Saturday, I sat in the square at Place de la Bastille watching the people go by for about 30 minutes, which doesn’t sound like much until you consider that I didn’t check my phone, I didn’t take out anything to read, I didn’t have any other stimuli; I simply sat on a bench and watched people. Today, I took a break from writing in the park and stared at the clouds and into a babbling fountain for probably about 40 minutes. It was fantastic.
I realize that my 2012 life is a luxury most people never have. I have freedom like I’ve never had it before and I’m so grateful for it. Not a day goes by that I don’t think about my mom; how I wish I could thank her for what she’s giving me right now, how I wish I could call her and tell her about the pastry I ate or the shoes I bought (75 percent off – she’d be so proud) or what the enormous Paris sky looks like when a storm’s coming in. She would love it. Every second of it.
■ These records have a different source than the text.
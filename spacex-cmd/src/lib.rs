//! Command implementations for the SpaceX launch dashboard CLI.
//!
//! Provides subcommands for serving the dashboard and for evaluating the
//! chart callbacks offline against a launch CSV.

use clap::Subcommand;
use spacex_data::ALL_SITES;
use std::path::PathBuf;

pub mod error;
pub mod inspect;
pub mod serve;

pub use error::StartupError;

/// Launch CSV read when no path is given.
pub const DEFAULT_DATA_PATH: &str = "spacex_launch_dash.csv";
pub const DEFAULT_HOST: &str = "127.0.0.1";
pub const DEFAULT_PORT: u16 = 8051;

#[derive(Subcommand)]
pub enum Command {
    /// Serve the dashboard over HTTP
    Serve {
        /// Path to the launch records CSV
        #[arg(long, env = "DASH_DATA", default_value = DEFAULT_DATA_PATH)]
        data: PathBuf,

        /// Address to listen on
        #[arg(long, env = "DASH_HOST", default_value = DEFAULT_HOST)]
        host: String,

        /// Port to listen on
        #[arg(short, long, env = "DASH_PORT", default_value_t = DEFAULT_PORT)]
        port: u16,

        /// Verbose logging and render errors included in callback responses
        #[arg(
            long,
            env = "DASH_DEBUG",
            value_parser = clap::builder::BoolishValueParser::new()
        )]
        debug: bool,
    },

    /// Print the layout and the charts for one set of widget values as JSON
    Inspect {
        /// Path to the launch records CSV
        #[arg(long, env = "DASH_DATA", default_value = DEFAULT_DATA_PATH)]
        data: PathBuf,

        /// Launch site, or "All Sites"
        #[arg(short, long, default_value = ALL_SITES)]
        site: String,

        /// Payload range in kg (defaults to the observed min and max)
        #[arg(long, num_args = 2, value_names = ["LO", "HI"])]
        payload: Option<Vec<f64>>,
    },
}

impl Command {
    /// Whether debug logging was requested.
    pub fn debug(&self) -> bool {
        match self {
            Command::Serve { debug, .. } => *debug,
            Command::Inspect { .. } => false,
        }
    }
}

pub async fn run(command: Command) -> anyhow::Result<()> {
    match command {
        Command::Serve {
            data,
            host,
            port,
            debug,
        } => {
            let config = serve::ServeConfig {
                data,
                host,
                port,
                debug,
            };
            serve::run_serve(config).await?;
            Ok(())
        }
        Command::Inspect {
            data,
            site,
            payload,
        } => inspect::run_inspect(&data, &site, payload.as_deref()),
    }
}
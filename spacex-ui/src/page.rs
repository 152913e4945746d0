//! Server-side rendering of the dashboard page.
//!
//! The widget tree is walked once per page request and rendered to HTML with
//! `dioxus-ssr`. Charts start empty; the renderer script fills them in.

use crate::assets::{DASH_RENDERER_PATH, PLOTLY_CDN_URL};
use crate::components::{DashGraph, DashHeading, PayloadRangeSlider, SiteSelector};
use dioxus::prelude::*;
use spacex_charts::layout::{Component, DashLayout, DASHBOARD_TITLE};

#[derive(Props, Clone, PartialEq)]
pub struct DashboardPageProps {
    pub layout: DashLayout,
}

/// Root component: every layout child, top to bottom.
#[component]
pub fn DashboardPage(props: DashboardPageProps) -> Element {
    rsx! {
        div {
            id: "dash-app",
            style: "max-width: 1000px; margin: 0 auto; padding: 8px; font-family: system-ui, -apple-system, sans-serif;",
            for child in props.layout.children.iter() {
                LayoutNode { component: child.clone() }
            }
        }
    }
}

#[component]
fn LayoutNode(component: Component) -> Element {
    match component {
        Component::Heading(heading) => rsx! {
            DashHeading { heading: heading }
        },
        Component::Dropdown(dropdown) => rsx! {
            SiteSelector { dropdown: dropdown }
        },
        Component::Graph(graph) => rsx! {
            DashGraph { graph: graph }
        },
        Component::Paragraph(paragraph) => rsx! {
            p { "{paragraph.text}" }
        },
        Component::RangeSlider(slider) => rsx! {
            PayloadRangeSlider { slider: slider }
        },
        Component::Break => rsx! {
            br {}
        },
    }
}

/// Render just the dashboard markup.
pub fn render_body(layout: &DashLayout) -> String {
    let mut dom = VirtualDom::new_with_props(
        DashboardPage,
        DashboardPageProps {
            layout: layout.clone(),
        },
    );
    dom.rebuild_in_place();
    dioxus_ssr::render(&dom)
}

/// Render the complete HTML document for the dashboard.
pub fn render_page(layout: &DashLayout) -> String {
    let body = render_body(layout);
    log::debug!("page: rendered {} bytes of markup", body.len());
    format!(
        r#"<!DOCTYPE html>
<html lang="en">
<head>
<meta charset="utf-8">
<meta name="viewport" content="width=device-width, initial-scale=1">
<title>{DASHBOARD_TITLE}</title>
<script src="{PLOTLY_CDN_URL}"></script>
</head>
<body>
{body}
<script src="{DASH_RENDERER_PATH}"></script>
</body>
</html>
"#
    )
}
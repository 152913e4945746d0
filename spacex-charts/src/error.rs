/// Error types for chart rendering and callback dispatch
use spacex_data::PayloadRange;
use thiserror::Error;

/// A handler could not produce a chart for the given inputs.
///
/// Never propagated to the caller of a callback: the figure degrades to an
/// empty chart and the error rides along in [`crate::handlers::Rendered`].
#[derive(Error, Debug, Clone, PartialEq)]
pub enum RenderError {
    /// The selected site has no launch records
    #[error("no launch records for site {site}")]
    NoSiteRows { site: String },

    /// Nothing in the selection falls inside the payload range
    #[error("no launch records for {selection} with payload in {range}")]
    NoRowsInRange {
        selection: String,
        range: PayloadRange,
    },

    /// A declared input was not sent with the request
    #[error("missing input {0}")]
    MissingInput(String),

    /// An input value has the wrong shape
    #[error("invalid value for {input}: {reason}")]
    InvalidInput { input: String, reason: String },

    /// The payload range has lo > hi or a non-finite bound
    #[error("invalid payload range [{lo}, {hi}]")]
    InvalidRange { lo: f64, hi: f64 },
}

/// A callback request that names nothing the registry knows about.
#[derive(Error, Debug, Clone, PartialEq)]
pub enum DispatchError {
    #[error("no callback registered for output {0}")]
    UnknownOutput(String),
}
Two hours before I found out my mom was dead, I was sitting in my office, looking at my vacation calendar for the coming year, plotting out my days off with my new company and how I’d now get to go visit my mom more, now that we’d all worked so relentlessly and our company had finally been bought and I had shiny new vacation days to burn and more opportunity to take them. But it was too late.
I won’t lie, not being busy makes me feel exactly like that article said: like I’m not very important. I hate to admit that, but it’s true. Every day, though, I become a little bit better at doing nothing, or as the Italians called it in (dare I even bring up this polarizing movie) Eat Pray Love, dolce far niente. The space of nothingness time has given me a whole new idea for how to frame and write my book; I’ve had an idea for a business, and two other ideas for writing projects — and I actually have time to think about these things, unlike before, when I was working, when ideas made it into my brain but got pushed out immediately because there was too much else to focus on.
I said before that I knew in my gut that moving to the other side of the world was the right thing to do, even though I couldn’t (and still can’t completely) articulate why. The writer of the Times story says this, which makes a lot of sense: “Busyness serves as a kind of existential reassurance, a hedge against emptiness.” Maybe one of the lessons of my time here is to teach me that it’s okay to do nothing every once in a while, for a few minutes or for a whole year. Maybe I need to learn to be okay with a little emptiness.
I suppose the moral of all this is that we should all stop feeling bad when we do nothing. After all, think about what you might solve with a little space. And if you have nothing to solve, just start counting clouds. I bet something good will come to you.
Happy 4th of July, everyone. Go get your freedom on.